Given the scale and prominence of some of Herzog & de Meuron’s previous projects — the Tate Modern in London (2000); the new de Young Museum in San Francisco, which opened last October; and the Walker Art Center expansion in Minneapolis (April 2005) — the Parrish may seem like small potatoes.
“The reason we wanted to do it was because of the location, the people,” Mr. Mergenthaler said, adding, “We’re going to tell a very specific architectural story, which makes it interesting to us.”
Located just off Main Street, the Parrish has been operating in its existing building since its founding by Samuel Longstreth Parrish, a Quaker lawyer and philanthropist. He built it to house his growing holdings of Italian Renaissance art and reproductions of classical Greek and Roman statuary — part of the founding collection, which is owned by the Village of Southampton.
Today the collection is dominated by the work of local artists like Mr. Close, Lichtenstein, de Kooning, Jackson Pollock, Lee Krasner, Dan Flavin and Elizabeth Peyton. Ms. Kramer noted that “a huge body” of artists — about 450 — have lived on the East End of Long Island since the 1890’s, a list based on research conducted by young scholars through the Otto Endowment Fund for the Study of Art of Eastern Long Island.
To accommodate the museum’s growing collection and big shows, its space will increase to 80,000 square feet — of which 64,000 will be completed by 2009 — from its current 25,000 square feet, which includes an adjacent library on Job’s Lane that will be kept as a satellite.
The village is hoping to house another arts group in the old building after the museum moves out, Ms. Kramer said.
The Parrish’s operating budget of $3.5 million is expected to rise to $5 million at the new site, she said. She estimated construction costs to be about $55 million to $65 million. A capital campaign will include an endowment drive.
The Parrish purchased the Water Mill property a year ago for $3.8 million after an expansion plan for its current site didn’t pan out. The Parrish had big ambitions: it drew up a list of 65 architect candidates before settling on Herzog & de Meuron last summer.
Mr. Kramer said she and the trustees particularly admired the firm’s design for the copper-paneled de Young, laid out in three parallel bands intersected by irregular landscaped courtyards, and its penchant for intimate spaces.
“We didn’t want the temple on the mount, the palace as the museum,” Ms. Kramer said. “We wanted a different kind of story physically and programmatically, and the buildings that they’ve done said that to us.”
Parrish officials also appreciated Herzog & de Meuron’s lack of an easily recognizable signature. “With certain architects, there is a vocabulary that repeats itself,” Ms. Kramer said. “With this firm, each building is different than the rest, and we wanted something different.”
Ms. Stuart, the artist, said she was encouraged by the design. “The building should follow topographically the land in the sense of not being a big surprise,” she said. “You wouldn’t want to see a Frank Gehry out here.”

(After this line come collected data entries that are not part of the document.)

//! Error types for the cluster core.

/// Errors produced by identity handling, snapshot validation and admin
/// proof checks.
///
/// Validation errors are reported and dropped at the protocol layer; they
/// never propagate across peers.
#[derive(Debug, thiserror::Error)]
pub enum ClusterError {
    /// Base64 or peer-id decoding failed.
    #[error("decode failed: {0}")]
    Decode(String),

    /// Key material could not be parsed into an ed25519 key.
    #[error("invalid key material: {0}")]
    Key(String),

    /// The snapshot names a different cluster than the local one.
    #[error("cluster_id mismatch")]
    ClusterMismatch,

    /// A required field is empty or missing.
    #[error("{0} is required")]
    MissingField(&'static str),

    /// The snapshot signature does not verify against the issuer's key.
    #[error("snapshot signature invalid")]
    SignatureInvalid,

    /// The admin proof's role is not `admin`.
    #[error("admin proof role invalid")]
    ProofRole,

    /// The admin proof names a different cluster.
    #[error("admin proof cluster mismatch")]
    ProofClusterMismatch,

    /// The admin proof is bound to a different peer than the issuer.
    #[error("admin proof peer mismatch")]
    ProofPeerMismatch,

    /// `now` is outside `[valid_from, valid_to]`.
    #[error("admin proof expired or not yet valid")]
    ProofOutsideValidity,

    /// The admin proof signature does not verify against the system key.
    #[error("admin proof signature invalid")]
    ProofSignatureInvalid,

    /// Admin proof validation was requested without a configured system key.
    #[error("system_pubkey is required for admin proof validation")]
    SystemKeyRequired,
}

The museum’s anchoring galleries will feature artists who figure prominently in the collection, like William Merritt Chase, a painter of Impressionist landscapes, portraits and still lifes, and Fairfield Porter, known for his realist depictions of the sea and coastal fields bathed in an unmistakably American light.
Envisioning the museum as a social destination for the village, the architects have also included a cafe, movie theater and shop. Mr. Close, the artist, said the new Parrish would give the local art a chance to shine.
A work that he paints on Long Island tends to disappoint him when he’s back in New York, he said, where the light is far more gray. Removed from the island’s sun, which reflects off the water and back into his studio, Mr. Close said, “there are all kinds of colors in there that you can’t see.”
“It will be exciting to see paintings that we thought we knew,’’ he added. “I think they’re just going to sing in this new space.”